I want to make another attempt in writing a post for the “Carnival of Aces December – Staying in the Closet”. It’s still going on the premise of the pros and cons for both; with more emphasis on “coming out”. Hopefully, I better explain myself than what I did in the last post.

I want to start with a question: should asexuals (or anyone else) stay in the closet or come out? I think there are pros and cons for both. Before I get into that, I want to talk more in depth about the argument that it’s nobody’s business”.

Fair comment. It ISN’T anyone’s business who you sleep/ not sleep with. Or at least it shouldn’t be. It’s no surprise that many LGBTQ+ around the world  cop a lot of garbage because of who they are. It’s obvious that, in lots of these cases, it’d be safer for LGBTQ+ people to stay in the closet.

Here’s my point. I don’t believe that “coming out” means telling someone “I have sex with X” or, in the case of asexuals “I don’t have sex”. It goes deeper than that, if you want to come out. When you come out, I believe what you’re saying is “this is who I am. This is who I’m attracted to. Living a “married – with-children-and-house-with-white-picket-fence is most likely not going to happen”. I’m going to extend this point later in the post.


For people, especially young people, rejection can be a big factor in determining whether or not someone comes out. For asexuals, this can come as an “accusation” of being gay, which can be, to be quite honest, scary because of the possible implications that may have. To be quite honest, this fear affected me for a long time. To avoid this, I make sure if I do talk about asexuality, I’ve made it a habit to make sure I know that the other person knows what I’m talking about. I’m optimistic that this need for an explanation will become a thing of the past. Most young people I’ve talked to who are in their early 20’s know what I’m talking about when I mention asexuality. It’s often been in the context of this blog.

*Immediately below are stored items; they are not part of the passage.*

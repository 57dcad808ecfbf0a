//! History store benchmark: record predictions and build aggregate reports.

use criterion::{black_box, criterion_group, criterion_main, Criterion};
use student_risk::features::LoggedFeatures;
use student_risk::storage::HistoryStore;
use student_risk::{PredictionResult, RiskLevel};
use tempfile::tempdir;

fn sample(i: usize) -> (LoggedFeatures, PredictionResult) {
    let features = LoggedFeatures {
        attendance_trend: -7.0 + (i % 10) as f64,
        assignment_delay_avg: (i % 5) as f64,
        marks_std: 12.0,
        engagement_score: 0.33,
    };
    let result = PredictionResult {
        student_id: format!("{:02}{:02}", i % 8, i % 50),
        risk_level: RiskLevel::ALL[i % 3],
        confidence: 0.7,
        recommended_action: "Continue current academic plan".into(),
        reasons: vec![],
    };
    (features, result)
}

fn bench_record_prediction(c: &mut Criterion) {
    let dir = tempdir().unwrap();
    let store = HistoryStore::open(&dir.path().join("history.db")).unwrap();
    let (features, result) = sample(0);

    c.bench_function("storage_record_prediction", |b| {
        b.iter(|| store.record_prediction(black_box(&features), black_box(&result)).unwrap())
    });
}

fn bench_reports(c: &mut Criterion) {
    let dir = tempdir().unwrap();
    let store = HistoryStore::open(&dir.path().join("history.db")).unwrap();
    for i in 0..1_000 {
        let (features, result) = sample(i);
        store.record_prediction(&features, &result).unwrap();
    }

    c.bench_function("storage_teacher_summary_1k", |b| {
        b.iter(|| black_box(store.teacher_summary()).unwrap())
    });
    c.bench_function("storage_cohort_stats_1k", |b| {
        b.iter(|| black_box(store.cohort_stats()).unwrap())
    });
    c.bench_function("storage_cohort_export_1k", |b| {
        b.iter(|| black_box(store.cohort_export(Some("03"))).unwrap())
    });
}

criterion_group!(benches, bench_record_prediction, bench_reports);
criterion_main!(benches);
//! ONNX Runtime classifier. Input: `[rows, n_features]` f32. Outputs: a label
//! tensor (int64 or string) and, when the graph exposes one, a float
//! probability tensor `[rows, classes]`.
//!
//! Classifiers exported with a ZipMap probability output (sequence of maps)
//! are served label-only with confidence 0.0.

use super::{Classifier, RawLabel};
use crate::error::{ModelError, ModelLoadError};
use ndarray::Array2;
use ort::{GraphOptimizationLevel, Session, ValueType};
use std::path::Path;

pub struct OnnxClassifier {
    session: Session,
    input_name: String,
    label_output: String,
    proba_output: Option<String>,
}

fn inference(e: ort::Error) -> ModelError {
    ModelError::Inference(e.to_string())
}

impl OnnxClassifier {
    pub fn load(path: &Path) -> Result<Self, ModelLoadError> {
        let session = Session::builder()?
            .with_optimization_level(GraphOptimizationLevel::Level3)?
            .commit_from_file(path)?;

        let input_name = session
            .inputs
            .first()
            .map(|i| i.name.clone())
            .ok_or_else(|| ModelLoadError::Invalid("onnx graph has no inputs".into()))?;
        let label_output = session
            .outputs
            .first()
            .map(|o| o.name.clone())
            .ok_or_else(|| ModelLoadError::Invalid("onnx graph has no outputs".into()))?;
        let proba_output = session
            .outputs
            .get(1)
            .filter(|o| matches!(o.output_type, ValueType::Tensor { .. }))
            .map(|o| o.name.clone());

        tracing::debug!(
            input = %input_name,
            label = %label_output,
            proba = ?proba_output,
            "onnx session ready"
        );

        Ok(Self {
            session,
            input_name,
            label_output,
            proba_output,
        })
    }

    fn labels(&self, batch: &Array2<f64>) -> Result<Vec<RawLabel>, ModelError> {
        let input = ort::Value::from_array(batch.mapv(|v| v as f32)).map_err(inference)?;
        let outputs = self
            .session
            .run(ort::inputs![self.input_name.as_str() => input].map_err(inference)?)
            .map_err(inference)?;
        let value = &outputs[self.label_output.as_str()];

        if let Ok((_, codes)) = value.try_extract_raw_tensor::<i64>() {
            return Ok(codes.iter().map(|c| RawLabel::Numeric(*c)).collect());
        }
        let (_, names) = value.try_extract_raw_string_tensor().map_err(inference)?;
        Ok(names.into_iter().map(RawLabel::Text).collect())
    }

    fn probabilities(&self, batch: &Array2<f64>, name: &str) -> Result<Array2<f64>, ModelError> {
        let input = ort::Value::from_array(batch.mapv(|v| v as f32)).map_err(inference)?;
        let outputs = self
            .session
            .run(ort::inputs![self.input_name.as_str() => input].map_err(inference)?)
            .map_err(inference)?;
        let (shape, data) = outputs[name]
            .try_extract_raw_tensor::<f32>()
            .map_err(inference)?;

        let rows = batch.nrows();
        let classes = shape.last().copied().unwrap_or(0).max(0) as usize;
        Array2::from_shape_vec((rows, classes), data.iter().map(|p| *p as f64).collect())
            .map_err(|e| ModelError::Inference(format!("probability output shape {:?}: {}", shape, e)))
    }
}

impl Classifier for OnnxClassifier {
    fn predict(&self, batch: &Array2<f64>) -> Result<Vec<RawLabel>, ModelError> {
        self.labels(batch)
    }

    fn predict_proba(&self, batch: &Array2<f64>) -> Option<Result<Array2<f64>, ModelError>> {
        let name = self.proba_output.as_deref()?;
        Some(self.probabilities(batch, name))
    }

    fn expected_width(&self) -> Option<usize> {
        match &self.session.inputs.first()?.input_type {
            ValueType::Tensor { dimensions, .. } => dimensions
                .last()
                .copied()
                .filter(|d| *d > 0)
                .map(|d| d as usize),
            _ => None,
        }
    }
}
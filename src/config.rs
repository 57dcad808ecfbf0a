//! Service configuration. Loaded once at startup from a JSON file.

use serde::{Deserialize, Serialize};
use std::path::{Path, PathBuf};

#[derive(Debug, Clone, Serialize, Deserialize)]
#[serde(default)]
pub struct ServiceConfig {
    /// Data directory (history database)
    pub data_dir: PathBuf,
    /// Model artifact and metadata
    pub model: ModelConfig,
    /// Prediction/history logging
    pub store: StoreConfig,
    /// Logging
    pub log: LogConfig,
}

#[derive(Debug, Clone, Serialize, Deserialize)]
#[serde(default)]
pub struct ModelConfig {
    /// Path to the trained classifier (`.json` tree ensemble or `.onnx`)
    pub path: PathBuf,
    /// Path to metadata listing the ordered feature names the model expects
    pub meta_path: PathBuf,
    /// What to do with expected feature names the service cannot supply
    pub feature_policy: FeaturePolicy,
}

/// Handling of model feature names outside the known catalog.
#[derive(Debug, Clone, Copy, Default, PartialEq, Eq, Serialize, Deserialize)]
#[serde(rename_all = "snake_case")]
pub enum FeaturePolicy {
    /// Fill unknown features with 0.0 on every request
    #[default]
    ZeroFill,
    /// Refuse to load a model that expects unknown features
    Strict,
}

#[derive(Debug, Clone, Serialize, Deserialize)]
#[serde(default)]
pub struct StoreConfig {
    /// Persist predictions and student history
    pub enabled: bool,
}

#[derive(Debug, Clone, Serialize, Deserialize)]
#[serde(default)]
pub struct LogConfig {
    pub level: String,
    pub json: bool,
}

impl Default for ServiceConfig {
    fn default() -> Self {
        Self {
            data_dir: PathBuf::from(".student-risk"),
            model: ModelConfig::default(),
            store: StoreConfig::default(),
            log: LogConfig::default(),
        }
    }
}

impl Default for ModelConfig {
    fn default() -> Self {
        Self {
            path: PathBuf::from("model/risk_model.json"),
            meta_path: PathBuf::from("model/model_meta.json"),
            feature_policy: FeaturePolicy::default(),
        }
    }
}

impl Default for StoreConfig {
    fn default() -> Self {
        Self { enabled: true }
    }
}

impl Default for LogConfig {
    fn default() -> Self {
        Self {
            level: "info".to_string(),
            json: true,
        }
    }
}

impl ServiceConfig {
    /// Load from JSON file if present; otherwise return default
    pub fn load(path: &Path) -> Self {
        if path.exists() {
            if let Ok(data) = std::fs::read_to_string(path) {
                if let Ok(c) = serde_json::from_str::<ServiceConfig>(&data) {
                    return c;
                }
            }
        }
        Self::default()
    }

    /// Location of the SQLite history database
    pub fn history_path(&self) -> PathBuf {
        self.data_dir.join("history.db")
    }
}
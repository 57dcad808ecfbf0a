//! Tree-ensemble classifier loaded from a JSON artifact.
//!
//! The artifact mirrors a fitted random forest: optional standard-scaler
//! parameters, the class labels, and each tree's nodes in pre-order. Class
//! probabilities are the mean of every tree's normalized leaf distribution and
//! the predicted label is the most probable class.

use super::{Classifier, RawLabel};
use crate::error::{ModelError, ModelLoadError};
use ndarray::{Array2, ArrayView1};
use serde::{Deserialize, Serialize};
use std::path::Path;

#[derive(Debug, Clone, Serialize, Deserialize)]
pub struct TreeEnsemble {
    pub n_features: usize,
    pub classes: Vec<RawLabel>,
    #[serde(default, skip_serializing_if = "Option::is_none")]
    pub scaler: Option<Scaler>,
    pub trees: Vec<Tree>,
}

/// Standardization applied before the trees: `(x - mean) / scale`.
#[derive(Debug, Clone, Serialize, Deserialize)]
pub struct Scaler {
    pub mean: Vec<f64>,
    pub scale: Vec<f64>,
}

#[derive(Debug, Clone, Serialize, Deserialize)]
pub struct Tree {
    pub nodes: Vec<Node>,
}

#[derive(Debug, Clone, Serialize, Deserialize)]
#[serde(untagged)]
pub enum Node {
    /// Samples with `x[feature] <= threshold` go left
    Split {
        feature: usize,
        threshold: f64,
        left: usize,
        right: usize,
    },
    /// Per-class sample weights
    Leaf { value: Vec<f64> },
}

impl TreeEnsemble {
    pub fn load(path: &Path) -> Result<Self, ModelLoadError> {
        let data = std::fs::read_to_string(path).map_err(|source| ModelLoadError::Io {
            path: path.to_path_buf(),
            source,
        })?;
        let model: TreeEnsemble =
            serde_json::from_str(&data).map_err(|source| ModelLoadError::Parse {
                path: path.to_path_buf(),
                source,
            })?;
        model.validate()?;
        Ok(model)
    }

    pub fn from_json_str(data: &str) -> Result<Self, ModelLoadError> {
        let model: TreeEnsemble = serde_json::from_str(data).map_err(|source| {
            ModelLoadError::Parse {
                path: "<inline>".into(),
                source,
            }
        })?;
        model.validate()?;
        Ok(model)
    }

    /// Structural checks so traversal can never index out of bounds or loop.
    fn validate(&self) -> Result<(), ModelLoadError> {
        let invalid = |msg: String| Err(ModelLoadError::Invalid(msg));

        if self.classes.is_empty() {
            return invalid("no classes".into());
        }
        if self.trees.is_empty() {
            return invalid("no trees".into());
        }
        if let Some(s) = &self.scaler {
            if s.mean.len() != self.n_features || s.scale.len() != self.n_features {
                return invalid(format!(
                    "scaler has {}/{} entries for {} features",
                    s.mean.len(),
                    s.scale.len(),
                    self.n_features
                ));
            }
            if s.scale.iter().any(|v| *v == 0.0 || !v.is_finite()) {
                return invalid("scaler scale must be finite and non-zero".into());
            }
        }

        for (t, tree) in self.trees.iter().enumerate() {
            if tree.nodes.is_empty() {
                return invalid(format!("tree {} is empty", t));
            }
            for (i, node) in tree.nodes.iter().enumerate() {
                match node {
                    Node::Split {
                        feature,
                        left,
                        right,
                        ..
                    } => {
                        if *feature >= self.n_features {
                            return invalid(format!(
                                "tree {} node {} splits on feature {} of {}",
                                t, i, feature, self.n_features
                            ));
                        }
                        let in_order = |c: usize| c > i && c < tree.nodes.len();
                        if !in_order(*left) || !in_order(*right) {
                            return invalid(format!("tree {} node {} has bad children", t, i));
                        }
                    }
                    Node::Leaf { value } => {
                        if value.len() != self.classes.len() {
                            return invalid(format!(
                                "tree {} leaf {} has {} weights for {} classes",
                                t,
                                i,
                                value.len(),
                                self.classes.len()
                            ));
                        }
                        if value.iter().any(|v| *v < 0.0 || !v.is_finite())
                            || value.iter().sum::<f64>() <= 0.0
                        {
                            return invalid(format!("tree {} leaf {} has bad weights", t, i));
                        }
                    }
                }
            }
        }
        Ok(())
    }

    fn check_width(&self, batch: &Array2<f64>) -> Result<(), ModelError> {
        if batch.ncols() != self.n_features {
            return Err(ModelError::Shape {
                expected: self.n_features,
                got: batch.ncols(),
            });
        }
        Ok(())
    }

    fn scaled(&self, row: ArrayView1<'_, f64>) -> Vec<f64> {
        match &self.scaler {
            Some(s) => row
                .iter()
                .zip(s.mean.iter().zip(&s.scale))
                .map(|(x, (m, sc))| (x - m) / sc)
                .collect(),
            None => row.to_vec(),
        }
    }

    fn leaf<'a>(tree: &'a Tree, x: &[f64]) -> &'a [f64] {
        let mut i = 0;
        loop {
            match &tree.nodes[i] {
                Node::Split {
                    feature,
                    threshold,
                    left,
                    right,
                } => i = if x[*feature] <= *threshold { *left } else { *right },
                Node::Leaf { value } => return value,
            }
        }
    }

    fn proba(&self, batch: &Array2<f64>) -> Result<Array2<f64>, ModelError> {
        self.check_width(batch)?;
        let n_classes = self.classes.len();
        let mut out = Array2::<f64>::zeros((batch.nrows(), n_classes));
        let n_trees = self.trees.len() as f64;

        for (r, row) in batch.rows().into_iter().enumerate() {
            let x = self.scaled(row);
            for tree in &self.trees {
                let value = Self::leaf(tree, &x);
                let total: f64 = value.iter().sum();
                for (c, w) in value.iter().enumerate() {
                    out[[r, c]] += w / total / n_trees;
                }
            }
        }
        Ok(out)
    }
}

impl Classifier for TreeEnsemble {
    fn predict(&self, batch: &Array2<f64>) -> Result<Vec<RawLabel>, ModelError> {
        let proba = self.proba(batch)?;
        Ok(proba
            .rows()
            .into_iter()
            .map(|row| {
                let mut best = 0;
                for (c, p) in row.iter().enumerate() {
                    if *p > row[best] {
                        best = c;
                    }
                }
                self.classes[best].clone()
            })
            .collect())
    }

    fn predict_proba(&self, batch: &Array2<f64>) -> Option<Result<Array2<f64>, ModelError>> {
        Some(self.proba(batch))
    }

    fn expected_width(&self) -> Option<usize> {
        Some(self.n_features)
    }
}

Back to the “married – with – children – with – kids – and -house-with-white-picket-fence”. Coming out as asexual (at least for me), has ended the assumption that I’m going to find a boyfriend and marry and so on and so forth. I know many asexual people do, but, for me personally, when the I knew I was asexual, that image of that life went out the window. So in my opinion, this is the biggest “pro” of coming out; to put to rest the assumption that you’re going to go down the common “married – with – children” path. That’s great for me. Finally, I don’t have to pretend that that’s going to happen to me, when, frankly, it’s likely not to; at least not in the most common way.

Romantic Orientation

I was only thinking about this yesterday, actually. I’m an avid participant in a few Asexuality groups on Facebook. I check out what’s been said almost every time I log on to the site. For some asexuals, stating your romantic orientation isn’t considered. However, I find it interesting those who state that their homo-romantic or bi – romantic. What I’ve noticed is that most people who come out as homo-romantic or bi – romantic have already identified and often come out as gay or bi before they realise they’re asexual. My question to that is, how do you bring up romantic orientation when it doesn’t match what people initially thought? How do you bring up the fact that you’re homo-romantic (or on the spectrum), when you’ve never come out as gay, bi or had no one close to you strongly suspect you are? What if it’s a late discovery, like you just realised your romantic orientation beyond, say, 21? Or 30? What do you do about same – gender partners when coming in contact with family or friends? It was just something floating through my mind. How do you deal when you love your own gender romantically or have a same – gender partner? How do you explain it to friends or family? Do you? What if you have a romantic/ emotional crush on someone of the same gender? Do you keep quiet about that?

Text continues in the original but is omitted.